I’ll be at CopyNight this evening to demo the Book Liberator and talk about upcoming plans. Please join us at Vig Bar on Spring and Elizabeth at 7pm for what promises to be a lively discussion!
Book Liberator had a booth at the first New York Maker Faire! It was a successful weekend. We showed the prototype off to hundreds of folks, and people were excited! It’s gratifying to see eyes light up when people realize how simple book scanning can be.
And it wasn’t just the public that likes the Book Liberator. We got two (two!) Editor’s Choice awards. Thanks to Mark Frauenfelder and Gareth Branwyn for the shout outs.
Also, Book Liberator wouldn’t be able to manage without a small traveling circus of support.
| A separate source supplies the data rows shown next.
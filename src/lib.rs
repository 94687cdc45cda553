//! Transub - Translated Subtitles from Speech
//!
//! Transcribes an audio/video file with faster-whisper, translates every
//! segment with a bounded number of concurrent requests, and writes an SRT
//! file beside the input.

pub mod cli;
pub mod config;
pub mod workflow;
pub mod transcribe;
pub mod translate;
pub mod subtitle;
pub mod error;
Thanks to Laura, Christine and Jen for volunteering to staff the table. We were beset by illness and logistical horrors, but everything got done and it was a great day!
We talk a lot about hardware here at BookLiberator, it is what we spend most of our time on after all, but it is time to shine a light on the software behind the scenes that turns our page images into beautifully produced “book” collections. That software comes in two parts, scantailor, written by Joseph Artsimovich and djvubind, written by strider1551 of DIYBookScanner.
Scantailor takes the page images from your camera’s memory card:
Djuvubind takes all of those individual images, stitches them together, and compresses that into a very tiny book in the djvu format. I have 1400 page academic books that are now pleasantly readable 10 MB files thanks to this combination of Scantailor and Djvubind.
All of this happens automatically. For each of those 1400 page books all I had to do was 1) rotate the first two pages, 2) hit “Go” for auto crop, 3) draw a box around the few pictures so that their full resolution would be preserved in the final output, 4) run djvubind.
Very simple, very easy. When djvubind, which is less than two weeks old, gets the last kinks out, it will be possible to use the same 4 steps to get a tiny book full of beautiful page images which also has a layer of OCR embedded for text searching.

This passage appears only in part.